Sur les cotisations salariales, il y a bien un engagement de l'État pour compenser l'Unedic à l'euro près.

J'ai effectivement évoqué le chiffre de 6 000 euros pour l'aide unique. Mais c'est une moyenne entre les trois premières années. Pour les contrats d'apprentissage, qui durent trois ans, ce sera plus. Dans d'autres cas, ce sera moins.

La quasi-totalité des décrets d'application de la loi pour la liberté de choisir son avenir professionnel sont aujourd'hui devant le Conseil d'État. Mon objectif est qu'ils soient tous publiés d'ici janvier. En attendant, nous informons les acteurs concernés du contenu de ces décrets à venir.

J'ai demandé aux branches de définir leur coût au contrat au cours du premier trimestre pour que les centres de formation des apprentis aient de la visibilité pour l'année d'après. Nous publions aussi ces jours-ci un kit pour la création des centres de formation d'apprentis. Nous constatons un frémissement. Avec Jean-Michel Blanquer, nous avons eu la bonne surprise de voir qu'il y avait eu 45 % de demandes en plus dans le logiciel de voeux à la sortie de la troisième. Cela ne s'était jamais produit en France. Il y a donc une vraie dynamique. Je rencontre individuellement tous les présidents de région, qui auront l'entière compétence en 2019, pour faire en sorte que la loi s'applique en bonne intelligence.

M. Michel Forissier , rapporteur pour avis . - Il y a, me semble-t-il, une concurrence entre les emplois francs et le plan de lutte contre la pauvreté et le chômage de longue durée, deux dispositifs qui sont à titre expérimental.

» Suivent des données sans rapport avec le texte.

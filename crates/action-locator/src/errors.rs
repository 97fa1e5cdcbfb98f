//! Error types for the locator

use thiserror::Error;

use voicecart_core_types::AssistError;

#[derive(Debug, Error, Clone)]
pub enum LocatorError {
    /// No rendered element matches the affordance
    #[error("Element not found: {0}")]
    ElementNotFound(String),

    /// Text field activated without a value
    #[error("Missing value for {0}")]
    MissingValue(String),

    /// The UI adapter failed
    #[error("UI port error: {0}")]
    Port(#[from] AssistError),
}

impl LocatorError {
    pub fn is_not_found(&self) -> bool {
        matches!(self, LocatorError::ElementNotFound(_))
    }
}

impl From<LocatorError> for AssistError {
    fn from(err: LocatorError) -> Self {
        match err {
            LocatorError::Port(inner) => inner,
            other => AssistError::new(other.to_string()),
        }
    }
}
//! CLI configuration file.
//!
//! Every section has defaults so an absent or partial file is valid.
//! Environment variables win over the file for the model, voice and key.

use std::env;

use serde::{Deserialize, Serialize};
use thiserror::Error;
use tracing::debug;

use voicecart_dispatcher::AssistantSettings;
use voicecart_live_session::{
    GenerationOptions, ResponseModality, DEFAULT_ENDPOINT, DEFAULT_MODEL, DEFAULT_VOICE,
};

pub const ENV_MODEL: &str = "VOICECART_MODEL";
pub const ENV_VOICE: &str = "VOICECART_VOICE";
pub const ENV_API_KEY: &str = "VOICECART_API_KEY";
pub const ENV_GEMINI_API_KEY: &str = "GEMINI_API_KEY";

#[derive(Debug, Error, PartialEq, Eq)]
pub enum ConfigError {
    #[error("session.{0} must not be empty")]
    Empty(&'static str),
    #[error("session.endpoint must be a ws:// or wss:// url, got {0}")]
    Endpoint(String),
    #[error("assistant.{0} must be greater than zero")]
    ZeroDuration(&'static str),
}

#[derive(Debug, Clone, Default, PartialEq, Serialize, Deserialize)]
#[serde(default)]
pub struct Config {
    pub session: SessionSettings,
    pub assistant: AssistantSettings,
}

#[derive(Debug, Clone, PartialEq, Serialize, Deserialize)]
#[serde(default)]
pub struct SessionSettings {
    pub model: String,
    pub voice: String,
    pub response_modality: ResponseModality,
    pub endpoint: String,
    #[serde(skip_serializing_if = "Option::is_none")]
    pub api_key: Option<String>,
}

impl Default for SessionSettings {
    fn default() -> Self {
        Self {
            model: DEFAULT_MODEL.to_string(),
            voice: DEFAULT_VOICE.to_string(),
            response_modality: ResponseModality::default(),
            endpoint: DEFAULT_ENDPOINT.to_string(),
            api_key: None,
        }
    }
}

impl SessionSettings {
    pub fn generation_options(&self) -> GenerationOptions {
        GenerationOptions {
            response_modality: self.response_modality,
            voice: self.voice.clone(),
        }
    }
}

impl Config {
    /// Apply `VOICECART_*` overrides from the process environment.
    pub fn apply_env_overrides(&mut self) {
        self.apply_overrides_from(|key| env::var(key).ok());
    }

    pub(crate) fn apply_overrides_from<F>(&mut self, lookup: F)
    where
        F: Fn(&str) -> Option<String>,
    {
        let non_empty = |key: &str| lookup(key).filter(|value| !value.trim().is_empty());

        if let Some(model) = non_empty(ENV_MODEL) {
            debug!(%model, "model overridden from environment");
            self.session.model = model;
        }
        if let Some(voice) = non_empty(ENV_VOICE) {
            debug!(%voice, "voice overridden from environment");
            self.session.voice = voice;
        }
        if let Some(key) = non_empty(ENV_API_KEY).or_else(|| non_empty(ENV_GEMINI_API_KEY)) {
            self.session.api_key = Some(key);
        }
    }

    pub fn validate(&self) -> Result<(), ConfigError> {
        if self.session.model.trim().is_empty() {
            return Err(ConfigError::Empty("model"));
        }
        if self.session.voice.trim().is_empty() {
            return Err(ConfigError::Empty("voice"));
        }
        let endpoint = self.session.endpoint.as_str();
        if !(endpoint.starts_with("wss://") || endpoint.starts_with("ws://")) {
            return Err(ConfigError::Endpoint(endpoint.to_string()));
        }
        if self.assistant.settle_ms == 0 {
            return Err(ConfigError::ZeroDuration("settle_ms"));
        }
        if self.assistant.login_poll_ms == 0 {
            return Err(ConfigError::ZeroDuration("login_poll_ms"));
        }
        Ok(())
    }
}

Mme Muriel Pénicaud, ministre . - Le plan d'insertion professionnelle, qui est un des volets de la stratégie de lutte contre la pauvreté, est concerné par les crédits.

Il n'est pas facile de vaincre la discrimination. L'argent n'est qu'un indicateur. Il faut faire évoluer les mentalités. Les emplois francs concernent un public spécifique. Du point de vue démocratique, il est très important que des jeunes issus de quartiers difficiles ayant fait l'effort de suivre des études puissent trouver un emploi, non seulement pour eux, mais également pour d'autres jeunes auxquels ils peuvent servir de modèle.

Je ne crois pas que ce dispositif concurrence les autres mesures ; les publics visés sont très différents. D'ailleurs, peu importe que les dispositifs se fassent concurrence ; l'important est qu'ils soient efficaces. Je fais le choix de la déconcentration et de la fongibilité, donc de la souplesse. Il faut permettre à nos concitoyens qui n'ont ni qualification ni réseau d'accéder à l'emploi.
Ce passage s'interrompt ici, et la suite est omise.